### Action item
Return every line in the entries below where the word "management" shows up.

### Task material

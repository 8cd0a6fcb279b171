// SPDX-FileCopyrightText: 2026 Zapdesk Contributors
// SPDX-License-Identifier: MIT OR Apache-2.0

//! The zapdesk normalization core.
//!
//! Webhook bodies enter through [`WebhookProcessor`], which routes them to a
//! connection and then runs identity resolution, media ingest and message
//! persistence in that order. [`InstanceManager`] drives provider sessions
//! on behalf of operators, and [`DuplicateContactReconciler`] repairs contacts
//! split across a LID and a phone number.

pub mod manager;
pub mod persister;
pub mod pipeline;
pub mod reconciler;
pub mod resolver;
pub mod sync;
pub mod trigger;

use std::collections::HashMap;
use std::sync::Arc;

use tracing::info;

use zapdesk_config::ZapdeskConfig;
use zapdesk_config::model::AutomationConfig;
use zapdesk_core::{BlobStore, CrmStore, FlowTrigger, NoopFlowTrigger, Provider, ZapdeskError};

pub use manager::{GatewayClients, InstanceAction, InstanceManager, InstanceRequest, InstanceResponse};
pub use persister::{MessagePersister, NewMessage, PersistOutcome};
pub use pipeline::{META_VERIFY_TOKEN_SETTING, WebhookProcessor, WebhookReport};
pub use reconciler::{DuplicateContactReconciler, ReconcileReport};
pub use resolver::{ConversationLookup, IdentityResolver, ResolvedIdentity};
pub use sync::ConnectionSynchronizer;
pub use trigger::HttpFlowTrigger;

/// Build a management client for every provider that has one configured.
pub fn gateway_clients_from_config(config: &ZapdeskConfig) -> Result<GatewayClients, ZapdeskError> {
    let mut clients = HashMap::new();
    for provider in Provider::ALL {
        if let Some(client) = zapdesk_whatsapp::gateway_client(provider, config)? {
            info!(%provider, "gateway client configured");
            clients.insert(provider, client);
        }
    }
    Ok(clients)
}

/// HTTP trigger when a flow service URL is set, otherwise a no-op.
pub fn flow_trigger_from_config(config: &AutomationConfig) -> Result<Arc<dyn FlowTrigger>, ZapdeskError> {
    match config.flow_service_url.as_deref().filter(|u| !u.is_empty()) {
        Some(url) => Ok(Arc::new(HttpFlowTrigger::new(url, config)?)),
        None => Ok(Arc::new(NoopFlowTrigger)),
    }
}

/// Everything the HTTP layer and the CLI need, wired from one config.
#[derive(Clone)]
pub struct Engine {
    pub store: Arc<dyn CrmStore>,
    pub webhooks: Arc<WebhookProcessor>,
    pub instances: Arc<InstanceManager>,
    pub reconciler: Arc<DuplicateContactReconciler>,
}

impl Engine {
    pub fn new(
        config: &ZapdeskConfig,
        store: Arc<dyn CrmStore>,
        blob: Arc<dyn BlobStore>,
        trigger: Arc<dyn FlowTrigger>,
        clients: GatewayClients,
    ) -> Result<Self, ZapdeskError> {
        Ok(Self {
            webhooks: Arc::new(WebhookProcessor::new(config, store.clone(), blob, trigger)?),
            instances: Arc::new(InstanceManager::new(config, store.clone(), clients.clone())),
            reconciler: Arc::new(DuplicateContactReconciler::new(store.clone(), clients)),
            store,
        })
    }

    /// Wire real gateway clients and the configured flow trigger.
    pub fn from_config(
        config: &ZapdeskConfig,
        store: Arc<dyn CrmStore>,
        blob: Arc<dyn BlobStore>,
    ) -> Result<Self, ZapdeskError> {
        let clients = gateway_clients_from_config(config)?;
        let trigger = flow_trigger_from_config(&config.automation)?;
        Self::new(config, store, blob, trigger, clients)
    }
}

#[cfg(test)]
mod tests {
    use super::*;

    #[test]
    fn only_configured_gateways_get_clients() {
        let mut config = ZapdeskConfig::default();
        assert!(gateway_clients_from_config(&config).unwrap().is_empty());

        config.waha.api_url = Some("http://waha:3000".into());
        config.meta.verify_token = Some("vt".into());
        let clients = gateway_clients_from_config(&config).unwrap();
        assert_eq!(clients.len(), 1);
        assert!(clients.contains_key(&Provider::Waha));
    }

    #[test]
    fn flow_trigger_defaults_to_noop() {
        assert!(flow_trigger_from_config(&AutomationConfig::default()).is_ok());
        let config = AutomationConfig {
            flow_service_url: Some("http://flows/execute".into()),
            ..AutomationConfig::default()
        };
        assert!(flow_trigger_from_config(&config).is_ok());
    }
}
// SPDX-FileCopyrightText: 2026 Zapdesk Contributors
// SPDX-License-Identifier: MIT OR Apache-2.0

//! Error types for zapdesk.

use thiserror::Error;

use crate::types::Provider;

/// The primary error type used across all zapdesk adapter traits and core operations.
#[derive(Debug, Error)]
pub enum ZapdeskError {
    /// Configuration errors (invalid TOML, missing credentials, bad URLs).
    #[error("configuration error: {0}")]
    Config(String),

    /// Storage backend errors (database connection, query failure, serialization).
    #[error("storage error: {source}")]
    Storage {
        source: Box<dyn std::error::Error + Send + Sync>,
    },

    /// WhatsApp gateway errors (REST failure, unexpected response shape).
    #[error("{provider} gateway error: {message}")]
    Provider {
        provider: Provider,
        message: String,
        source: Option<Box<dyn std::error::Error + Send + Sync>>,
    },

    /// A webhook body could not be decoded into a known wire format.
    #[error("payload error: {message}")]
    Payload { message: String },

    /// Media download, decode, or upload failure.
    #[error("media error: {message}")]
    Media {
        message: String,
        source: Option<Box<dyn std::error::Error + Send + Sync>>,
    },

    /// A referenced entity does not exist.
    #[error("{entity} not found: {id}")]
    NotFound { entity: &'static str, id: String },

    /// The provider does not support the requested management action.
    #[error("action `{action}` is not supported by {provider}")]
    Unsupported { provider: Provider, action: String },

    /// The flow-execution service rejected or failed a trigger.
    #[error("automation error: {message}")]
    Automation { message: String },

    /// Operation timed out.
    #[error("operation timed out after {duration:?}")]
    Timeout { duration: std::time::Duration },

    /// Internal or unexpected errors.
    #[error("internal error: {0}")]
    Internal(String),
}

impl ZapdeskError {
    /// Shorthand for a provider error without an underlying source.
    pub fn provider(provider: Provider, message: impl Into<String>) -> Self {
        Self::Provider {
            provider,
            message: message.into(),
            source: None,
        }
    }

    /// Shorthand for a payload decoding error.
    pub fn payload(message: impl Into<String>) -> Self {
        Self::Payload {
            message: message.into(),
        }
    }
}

...

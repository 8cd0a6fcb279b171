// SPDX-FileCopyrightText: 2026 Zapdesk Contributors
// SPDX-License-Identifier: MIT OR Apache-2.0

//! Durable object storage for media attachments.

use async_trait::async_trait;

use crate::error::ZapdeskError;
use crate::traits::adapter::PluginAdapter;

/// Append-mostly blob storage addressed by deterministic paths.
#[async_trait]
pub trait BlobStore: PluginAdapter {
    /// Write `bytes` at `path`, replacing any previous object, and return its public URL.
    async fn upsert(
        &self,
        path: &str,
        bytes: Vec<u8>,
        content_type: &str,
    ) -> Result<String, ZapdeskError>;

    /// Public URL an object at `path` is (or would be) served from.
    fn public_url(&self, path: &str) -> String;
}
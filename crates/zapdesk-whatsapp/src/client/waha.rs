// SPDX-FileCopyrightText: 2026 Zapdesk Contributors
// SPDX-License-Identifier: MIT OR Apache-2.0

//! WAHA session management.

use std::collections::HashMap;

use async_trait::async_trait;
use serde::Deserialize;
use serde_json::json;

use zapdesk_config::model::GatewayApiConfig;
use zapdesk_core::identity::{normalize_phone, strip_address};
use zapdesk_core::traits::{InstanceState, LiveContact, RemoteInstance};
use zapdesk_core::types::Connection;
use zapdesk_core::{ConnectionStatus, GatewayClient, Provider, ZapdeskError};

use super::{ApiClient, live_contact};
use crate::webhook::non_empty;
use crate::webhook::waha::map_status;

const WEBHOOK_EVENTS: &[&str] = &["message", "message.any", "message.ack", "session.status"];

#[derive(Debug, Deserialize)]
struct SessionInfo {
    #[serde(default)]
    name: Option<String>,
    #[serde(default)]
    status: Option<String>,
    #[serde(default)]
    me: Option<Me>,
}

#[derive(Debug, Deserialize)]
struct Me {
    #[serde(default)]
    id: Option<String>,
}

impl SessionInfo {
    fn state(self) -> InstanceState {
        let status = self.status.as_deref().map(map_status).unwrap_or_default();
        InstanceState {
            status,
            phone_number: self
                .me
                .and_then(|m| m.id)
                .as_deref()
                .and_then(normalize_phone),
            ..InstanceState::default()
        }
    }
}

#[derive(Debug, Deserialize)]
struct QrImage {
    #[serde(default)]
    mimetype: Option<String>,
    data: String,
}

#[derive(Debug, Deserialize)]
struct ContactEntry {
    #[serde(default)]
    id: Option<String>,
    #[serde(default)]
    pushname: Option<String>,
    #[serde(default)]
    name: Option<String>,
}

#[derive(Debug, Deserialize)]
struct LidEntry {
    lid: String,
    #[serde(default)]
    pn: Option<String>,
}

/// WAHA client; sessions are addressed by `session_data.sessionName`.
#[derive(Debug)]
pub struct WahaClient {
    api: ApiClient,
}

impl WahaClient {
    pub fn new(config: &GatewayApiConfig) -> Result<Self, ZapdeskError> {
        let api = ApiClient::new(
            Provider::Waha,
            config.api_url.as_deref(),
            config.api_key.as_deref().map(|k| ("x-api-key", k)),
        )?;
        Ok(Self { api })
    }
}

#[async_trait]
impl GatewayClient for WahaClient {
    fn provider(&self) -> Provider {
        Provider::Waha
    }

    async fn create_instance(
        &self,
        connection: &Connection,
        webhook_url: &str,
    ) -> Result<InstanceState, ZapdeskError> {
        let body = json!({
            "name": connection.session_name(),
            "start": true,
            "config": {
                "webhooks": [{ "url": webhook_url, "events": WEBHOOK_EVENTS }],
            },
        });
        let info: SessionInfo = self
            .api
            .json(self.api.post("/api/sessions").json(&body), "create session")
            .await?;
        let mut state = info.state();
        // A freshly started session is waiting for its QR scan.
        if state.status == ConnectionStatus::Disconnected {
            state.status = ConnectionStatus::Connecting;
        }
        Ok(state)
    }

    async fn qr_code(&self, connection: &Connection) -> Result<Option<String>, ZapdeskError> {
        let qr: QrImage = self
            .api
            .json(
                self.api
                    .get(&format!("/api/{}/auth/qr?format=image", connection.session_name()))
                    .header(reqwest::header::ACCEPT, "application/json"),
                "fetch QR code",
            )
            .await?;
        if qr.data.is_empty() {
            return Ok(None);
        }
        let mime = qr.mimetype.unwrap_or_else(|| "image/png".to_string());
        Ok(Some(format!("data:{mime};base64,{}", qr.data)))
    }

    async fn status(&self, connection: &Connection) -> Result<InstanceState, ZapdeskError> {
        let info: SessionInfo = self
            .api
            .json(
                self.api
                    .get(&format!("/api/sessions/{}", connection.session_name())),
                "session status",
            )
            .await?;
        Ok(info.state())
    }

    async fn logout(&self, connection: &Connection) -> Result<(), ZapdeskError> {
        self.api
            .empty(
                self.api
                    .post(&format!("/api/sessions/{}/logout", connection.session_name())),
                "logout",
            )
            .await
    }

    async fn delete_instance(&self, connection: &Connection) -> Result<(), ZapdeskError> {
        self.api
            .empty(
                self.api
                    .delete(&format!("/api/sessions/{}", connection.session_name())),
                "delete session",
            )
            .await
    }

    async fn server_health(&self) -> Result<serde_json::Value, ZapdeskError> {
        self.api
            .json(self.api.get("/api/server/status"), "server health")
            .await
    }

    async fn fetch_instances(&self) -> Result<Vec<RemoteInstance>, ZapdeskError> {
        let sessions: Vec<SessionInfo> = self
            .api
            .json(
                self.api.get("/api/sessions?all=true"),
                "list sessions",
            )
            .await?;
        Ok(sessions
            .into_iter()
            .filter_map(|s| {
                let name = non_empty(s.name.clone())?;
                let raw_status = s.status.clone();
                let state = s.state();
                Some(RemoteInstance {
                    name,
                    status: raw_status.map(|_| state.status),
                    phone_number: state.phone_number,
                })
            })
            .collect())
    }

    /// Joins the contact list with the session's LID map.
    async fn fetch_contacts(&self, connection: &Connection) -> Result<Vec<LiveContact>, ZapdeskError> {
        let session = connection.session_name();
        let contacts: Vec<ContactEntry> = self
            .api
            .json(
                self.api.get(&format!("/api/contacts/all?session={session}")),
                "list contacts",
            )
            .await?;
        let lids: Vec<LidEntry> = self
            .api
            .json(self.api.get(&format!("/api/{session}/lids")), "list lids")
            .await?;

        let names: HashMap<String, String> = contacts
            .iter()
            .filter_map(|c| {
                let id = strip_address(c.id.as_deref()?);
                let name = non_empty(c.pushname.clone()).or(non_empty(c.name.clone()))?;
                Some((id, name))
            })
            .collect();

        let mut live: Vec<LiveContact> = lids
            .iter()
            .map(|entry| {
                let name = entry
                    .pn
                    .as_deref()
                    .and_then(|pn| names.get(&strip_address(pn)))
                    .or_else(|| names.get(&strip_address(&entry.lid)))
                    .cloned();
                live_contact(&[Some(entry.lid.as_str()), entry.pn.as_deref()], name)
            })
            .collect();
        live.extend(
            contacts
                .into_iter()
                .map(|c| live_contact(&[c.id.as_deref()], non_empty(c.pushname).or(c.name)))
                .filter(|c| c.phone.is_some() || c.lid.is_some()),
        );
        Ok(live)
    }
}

### Written response
/// Build a management client for every provider that has one configured.
    /// The provider does not support the requested management action.
//! WAHA session management.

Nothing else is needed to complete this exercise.